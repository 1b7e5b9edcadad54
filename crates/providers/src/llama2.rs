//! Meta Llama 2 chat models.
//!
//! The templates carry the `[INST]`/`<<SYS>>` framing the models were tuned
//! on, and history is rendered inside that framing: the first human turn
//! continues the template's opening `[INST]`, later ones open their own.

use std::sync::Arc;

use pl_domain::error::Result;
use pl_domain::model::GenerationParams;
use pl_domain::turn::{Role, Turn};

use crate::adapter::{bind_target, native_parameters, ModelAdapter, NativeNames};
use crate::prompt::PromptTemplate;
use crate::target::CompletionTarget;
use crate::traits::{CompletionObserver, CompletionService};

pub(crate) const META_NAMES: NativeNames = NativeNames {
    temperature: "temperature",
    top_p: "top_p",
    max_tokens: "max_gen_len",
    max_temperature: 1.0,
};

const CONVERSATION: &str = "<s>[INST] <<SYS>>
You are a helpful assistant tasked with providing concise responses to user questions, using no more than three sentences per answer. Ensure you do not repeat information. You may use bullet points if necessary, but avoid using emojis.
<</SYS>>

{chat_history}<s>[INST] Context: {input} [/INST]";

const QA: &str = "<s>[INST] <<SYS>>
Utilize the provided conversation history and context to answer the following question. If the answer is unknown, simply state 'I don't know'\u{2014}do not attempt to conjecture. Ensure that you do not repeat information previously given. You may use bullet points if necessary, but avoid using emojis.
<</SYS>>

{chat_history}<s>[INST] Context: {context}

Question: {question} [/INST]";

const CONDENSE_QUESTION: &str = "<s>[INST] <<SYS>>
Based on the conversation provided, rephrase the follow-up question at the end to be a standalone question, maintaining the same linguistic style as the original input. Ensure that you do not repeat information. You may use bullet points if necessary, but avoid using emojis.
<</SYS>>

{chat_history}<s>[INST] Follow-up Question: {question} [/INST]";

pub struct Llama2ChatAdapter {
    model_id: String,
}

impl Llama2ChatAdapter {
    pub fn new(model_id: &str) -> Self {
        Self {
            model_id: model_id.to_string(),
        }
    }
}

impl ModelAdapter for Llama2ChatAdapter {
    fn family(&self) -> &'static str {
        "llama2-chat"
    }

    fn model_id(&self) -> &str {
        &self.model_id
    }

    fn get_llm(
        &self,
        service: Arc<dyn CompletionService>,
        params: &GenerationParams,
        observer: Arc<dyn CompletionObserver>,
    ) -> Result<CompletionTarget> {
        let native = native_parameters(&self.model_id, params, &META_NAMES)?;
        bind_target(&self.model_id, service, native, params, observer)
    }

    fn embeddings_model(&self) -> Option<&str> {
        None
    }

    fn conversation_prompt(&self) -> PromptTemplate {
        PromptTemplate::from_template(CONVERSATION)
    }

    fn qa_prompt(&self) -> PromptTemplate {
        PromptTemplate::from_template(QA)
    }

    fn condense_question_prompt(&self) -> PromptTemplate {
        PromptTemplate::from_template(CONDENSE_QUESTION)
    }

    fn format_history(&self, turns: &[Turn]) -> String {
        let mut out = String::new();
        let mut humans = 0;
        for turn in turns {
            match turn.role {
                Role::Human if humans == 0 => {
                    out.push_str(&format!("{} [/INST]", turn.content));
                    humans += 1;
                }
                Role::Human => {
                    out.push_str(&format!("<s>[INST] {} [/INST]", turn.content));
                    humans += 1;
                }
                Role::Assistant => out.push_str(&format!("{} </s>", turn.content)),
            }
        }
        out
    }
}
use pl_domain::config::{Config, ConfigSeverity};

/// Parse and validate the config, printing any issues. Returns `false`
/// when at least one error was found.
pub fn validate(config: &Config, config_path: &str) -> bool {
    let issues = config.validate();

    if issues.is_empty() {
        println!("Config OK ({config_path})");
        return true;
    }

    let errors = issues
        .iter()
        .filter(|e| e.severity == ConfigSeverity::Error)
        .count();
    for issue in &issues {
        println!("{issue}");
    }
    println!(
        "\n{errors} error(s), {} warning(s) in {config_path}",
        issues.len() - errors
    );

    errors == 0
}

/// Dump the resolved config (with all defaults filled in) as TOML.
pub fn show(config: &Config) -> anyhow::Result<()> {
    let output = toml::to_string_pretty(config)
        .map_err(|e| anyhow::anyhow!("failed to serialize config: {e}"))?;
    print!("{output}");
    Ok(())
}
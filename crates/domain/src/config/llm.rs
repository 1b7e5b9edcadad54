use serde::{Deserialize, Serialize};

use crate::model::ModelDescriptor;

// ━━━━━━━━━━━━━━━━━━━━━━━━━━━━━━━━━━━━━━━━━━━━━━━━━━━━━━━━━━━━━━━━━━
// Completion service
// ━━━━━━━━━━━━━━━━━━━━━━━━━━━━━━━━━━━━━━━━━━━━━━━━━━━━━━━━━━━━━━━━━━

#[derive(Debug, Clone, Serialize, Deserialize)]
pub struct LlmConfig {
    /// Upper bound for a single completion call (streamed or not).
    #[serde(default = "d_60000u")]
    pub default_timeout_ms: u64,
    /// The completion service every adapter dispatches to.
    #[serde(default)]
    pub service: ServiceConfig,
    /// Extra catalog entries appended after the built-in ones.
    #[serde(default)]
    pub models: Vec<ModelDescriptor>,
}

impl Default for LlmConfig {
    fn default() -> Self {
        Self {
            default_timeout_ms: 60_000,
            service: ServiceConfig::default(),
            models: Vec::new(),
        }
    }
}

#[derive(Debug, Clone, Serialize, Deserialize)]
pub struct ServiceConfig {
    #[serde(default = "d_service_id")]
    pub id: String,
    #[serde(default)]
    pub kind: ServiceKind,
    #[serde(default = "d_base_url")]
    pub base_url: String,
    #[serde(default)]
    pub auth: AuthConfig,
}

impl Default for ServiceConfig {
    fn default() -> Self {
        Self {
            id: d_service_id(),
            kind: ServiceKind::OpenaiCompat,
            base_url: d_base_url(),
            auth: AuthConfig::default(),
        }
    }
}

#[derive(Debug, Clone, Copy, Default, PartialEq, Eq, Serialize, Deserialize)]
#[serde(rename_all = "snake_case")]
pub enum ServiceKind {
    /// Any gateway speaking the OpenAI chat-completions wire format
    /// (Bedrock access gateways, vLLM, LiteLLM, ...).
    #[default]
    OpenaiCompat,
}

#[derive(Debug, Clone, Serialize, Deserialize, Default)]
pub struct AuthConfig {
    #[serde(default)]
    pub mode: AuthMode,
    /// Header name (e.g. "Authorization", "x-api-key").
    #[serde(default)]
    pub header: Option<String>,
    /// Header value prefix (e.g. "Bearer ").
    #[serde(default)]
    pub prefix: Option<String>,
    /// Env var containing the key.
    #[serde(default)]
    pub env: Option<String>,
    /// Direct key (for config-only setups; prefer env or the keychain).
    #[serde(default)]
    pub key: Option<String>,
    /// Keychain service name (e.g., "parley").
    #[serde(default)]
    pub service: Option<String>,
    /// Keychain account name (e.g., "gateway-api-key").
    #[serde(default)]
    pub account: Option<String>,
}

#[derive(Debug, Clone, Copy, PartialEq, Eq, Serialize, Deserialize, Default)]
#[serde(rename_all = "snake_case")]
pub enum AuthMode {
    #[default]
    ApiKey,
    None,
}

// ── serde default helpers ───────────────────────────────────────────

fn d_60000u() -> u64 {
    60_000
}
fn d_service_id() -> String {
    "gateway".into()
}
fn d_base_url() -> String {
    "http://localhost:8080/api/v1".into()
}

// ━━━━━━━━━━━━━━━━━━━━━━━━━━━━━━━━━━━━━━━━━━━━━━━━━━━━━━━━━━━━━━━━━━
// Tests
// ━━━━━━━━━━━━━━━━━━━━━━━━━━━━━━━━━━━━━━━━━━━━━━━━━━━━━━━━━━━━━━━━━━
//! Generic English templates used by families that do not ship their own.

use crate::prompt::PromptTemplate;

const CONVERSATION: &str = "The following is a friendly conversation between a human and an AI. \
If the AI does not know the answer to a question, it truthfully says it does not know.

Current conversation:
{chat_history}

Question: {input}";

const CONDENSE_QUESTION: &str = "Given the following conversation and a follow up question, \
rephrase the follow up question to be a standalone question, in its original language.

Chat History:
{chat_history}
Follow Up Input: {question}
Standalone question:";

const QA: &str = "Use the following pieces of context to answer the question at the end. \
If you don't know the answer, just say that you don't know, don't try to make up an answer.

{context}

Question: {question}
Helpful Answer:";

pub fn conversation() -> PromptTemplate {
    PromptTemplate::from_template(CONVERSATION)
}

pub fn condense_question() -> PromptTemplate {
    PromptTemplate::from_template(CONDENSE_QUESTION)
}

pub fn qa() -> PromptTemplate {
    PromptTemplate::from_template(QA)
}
== == ==
*PROBLEM DESCRIPTION:* Extract every line containing the string "content" from the data above.

*PROBLEM SOLUTION:*
                    out.push_str(&format!("{} [/INST]", turn.content));
                    out.push_str(&format!("<s>[INST] {} [/INST]", turn.content));
                Role::Assistant => out.push_str(&format!("{} </s>", turn.content)),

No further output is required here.